Obviously, a time of separation gives you reasons to reflect on your life and relationship. Not all lessons are about the relationship itself. Some are useful in other situations. All have come with a lot of sadness, pain, and struggle. But good things, too. Some of you are on the run, to escape a real threat to your welfare. Others don’t have that layer of fear, but are still struggling with significant challenges including financial.
- There is such a thing as remote control memory. At home, we have the same remote upstairs and downstairs, one I’ve used for over a decade. Here, the remote is quite different. My fingers don’t naturally know the order of the buttons so I’m constantly opening the wrong screen, hitting the main menu button, and squinting at the remote to figure out where I did wrong. Don’t get me started on turning on and off close captions. E and I have an agreement that he’s in charge of the remote. This reduces my utterances of “Oh Fuck” when the telly is on.
- When you stay in a friend’s home for months, you pick up on things like how to use the washer, where the packages are delivered, which food is up for grabs. But what never changes in waking in the middle of the night and thinking, for just a brief second, that you are home. I still expect the dresser to be in a certain space. I expect to hear someone breathing. Then it comes rushing back and you simply shut it off so you can pee and return to your new bed without stubbing your toe.

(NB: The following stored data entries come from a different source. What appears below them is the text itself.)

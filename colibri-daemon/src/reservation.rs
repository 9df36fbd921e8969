// Copyright 2025 Anapaya Systems
//
// Licensed under the Apache License, Version 2.0 (the "License");
// you may not use this file except in compliance with the License.
// You may obtain a copy of the License at
//
//   http://www.apache.org/licenses/LICENSE-2.0
//
// Unless required by applicable law or agreed to in writing, software
// distributed under the License is distributed on an "AS IS" BASIS,
// WITHOUT WARRANTIES OR CONDITIONS OF ANY KIND, either express or implied.
// See the License for the specific language governing permissions and
// limitations under the License.

//! Requests and responses of the COLIBRI end-to-end reservation handlers.
//!
//! The daemon forwards these to the local COLIBRI service. Only the setup response is touched
//! on the way back: its next hop is rewritten from an egress interface ID to an underlay
//! address.

use std::net::IpAddr;

use bytes::Bytes;
use chrono::{DateTime, Utc};
use colibri_proto::{
    address::IsdAsn,
    reservation::{BwCls, ReservationId},
};

/// Request to set up or renew an E2E reservation over a list of segment reservations.
#[derive(Debug, Clone, PartialEq, Eq)]
pub struct SetupRsvRequest {
    /// E2E reservation ID.
    pub id: ReservationId,
    /// Source AS.
    pub src_ia: IsdAsn,
    /// Destination AS.
    pub dst_ia: IsdAsn,
    /// Destination host.
    pub dst_host: IpAddr,
    /// Reservation index.
    pub index: u8,
    /// Requested bandwidth.
    pub requested_bw: BwCls,
    /// Segment reservations to stitch, in traversal order.
    pub segments: Vec<ReservationId>,
}

/// Outcome of an E2E setup.
#[derive(Debug, Clone, PartialEq, Eq)]
pub enum SetupRsvResponse {
    /// The reservation was admitted along the whole path.
    Success(SetupSuccess),
    /// Some AS on the path refused the reservation.
    Failure(SetupFailure),
}

/// Successful E2E setup.
#[derive(Debug, Clone, PartialEq, Eq)]
pub struct SetupSuccess {
    /// Raw COLIBRI path to use for the reservation.
    pub raw_path: Bytes,
    /// First hop. Reported as the egress interface ID by the COLIBRI service and rewritten to
    /// the underlay address of that interface by the daemon.
    pub next_hop: String,
}

/// Failed E2E setup.
#[derive(Debug, Clone, PartialEq, Eq)]
pub struct SetupFailure {
    /// Error message.
    pub message: String,
    /// Index of the AS that failed the request.
    pub failed_step: usize,
    /// Bandwidth granted by each AS up to the failure.
    pub alloc_trail: Vec<BwCls>,
}

/// Request to remove an E2E reservation index.
#[derive(Debug, Clone, PartialEq, Eq)]
pub struct CleanupRsvRequest {
    /// E2E reservation ID.
    pub id: ReservationId,
    /// Reservation index.
    pub index: u8,
}

/// Outcome of an E2E cleanup.
#[derive(Debug, Clone, PartialEq, Eq)]
pub enum CleanupRsvResponse {
    /// The index was removed.
    Success,
    /// Some AS on the path failed the request.
    Failure {
        /// Error message.
        message: String,
        /// Index of the AS that failed the request.
        failed_step: usize,
    },
}

/// Admission entry for E2E reservations towards a local host.
#[derive(Debug, Clone, PartialEq, Eq)]
pub struct AdmissionEntry {
    /// Host the entry applies to.
    pub dst_host: IpAddr,
    /// Requested validity.
    pub valid_until: DateTime<Utc>,
    /// Regular expression matched against the source AS.
    pub regexp_ia: String,
    /// Regular expression matched against the source host.
    pub regexp_host: String,
    /// Whether matching requests are admitted or rejected.
    pub accept: bool,
}

/// Result of adding an admission entry.
#[derive(Debug, Clone, Copy, PartialEq, Eq)]
pub struct AddAdmissionEntryResponse {
    /// Validity actually granted.
    pub valid_until: DateTime<Utc>,
}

- Lawyers can be compassionate and supportive, but damn – paying for anything by increments of 2.4 minutes is awful. Also, get a lawyer. You will need $3000-5000 for a retainer. That seems impossible for a lot of us. But it is absolutely essential. If you know someone who needs a lawyer, give what you can. Separation isn’t cheap, either.
- I wanted the cats of my friends to visit me, so I put catnip on a cat bed on my bed. They love me. Truly.
- Living in a house with two teenagers is wondrous. Also, loud.
- Taking things one day, hour, or moment at a time can work. You can lie down on Day 2 wondering WTF just happened to your life and wake up on Day 140 still determined to do everything and anything to have your rights respected. You may not succeed because the legal system isn’t fair, but you can keep trying. And the one day/hour/moment mindset keeps you from being overwhelmed. Separation from all that you know sucks.
- Ask for help to save yourself. Tell the true unadulterated story about your situation and ask for help. Accept the help. Keep asking. Keep accepting. One day, you’ll be the helper. But not today. And that’s just fine.
- Always have your documents ready to go – state ID, birth certificate, passport, etc. Put in an envelope and make sure someone knows where it is located. Give a set of copies to a trusted friend.
- Memorize at least three phone numbers of folx who will always answer their phone. My friend Sarah H. always answers her phone. This is good for most crisis situations. If I can reach her, she can reach other people for me. Separation from my cell phone doesn’t mean I’m disconnected.
- Learn your legal rights and fight like hell for them. It might take months. It is essential you don’t give up. Also, a tactical retreat is not the same thing as giving up. There’s no such thing as common law marriage in Pennsylvania. The Commonwealth still has an anti-LGBTQ marriage law on the books. Pennsylvania does not have a legal status of separation, but it does use the term in Family Court. Learn these things. Don’t assume. It isn’t fair and it isn’t always just. But it IS happening and you need to wrap your mind around it.
- Get paper copies of everything -legal documents, medical paperwork, everything. If you can scan into the cloud, great.
- People will inundate you with advice, especially the “programs” they’ve heard about where you get a pro bono lawyer, cheap housing, lots of food, and the ongoing chance to grovel. Don’t listen to them. Call the programs – 211, Just Harvest, ACTION Housing, Pgh Food Bank, etc. Get on Facebook and post in the mutual-aid groups. There are sources of help, but poverty survival tactics and trauma survival tactics are not intuitive. Find people who know what they are talking about, not someone with a perception of what they should be. When I went the pro bono legal clinic, I knew that they had limited jurisdiction. The lawyer who took my PFA case was great, but blunt – get a lawyer she said. People who have direct experience, know. People who think they know, probably don’t.
- There is no gesture so humbling as a 12 year old giving you his bunk bed and sleeping on the living room floor, without complaint, for months. It changes your heart. It changes you.
Learning moment to moment has been helpful. Stopping to think about it at this point in time is comforting and frightening. We never talk about these things. We keep them tightly bound to protect ourselves, but really to avoid facing hard truths.
My journey since August has been bumpy. Each time things go down, I breathe deeply until they go up again. I try not to succumb to the fear, sadness, and grief but I don’t ignore them.
I cry. Alone at night in bed. Weep is perhaps a better term.
My goal right now is to get back to my home and care for my cats. Whatever comes next will have to wait until I accomplish this. So I don’t worry about it.
You may be separated in time and distance from your family, your home, and what seems like your whole life. As you knew it. But you are strong, the CEO of your life so to speak. You got yourself to this point. You’ve got this.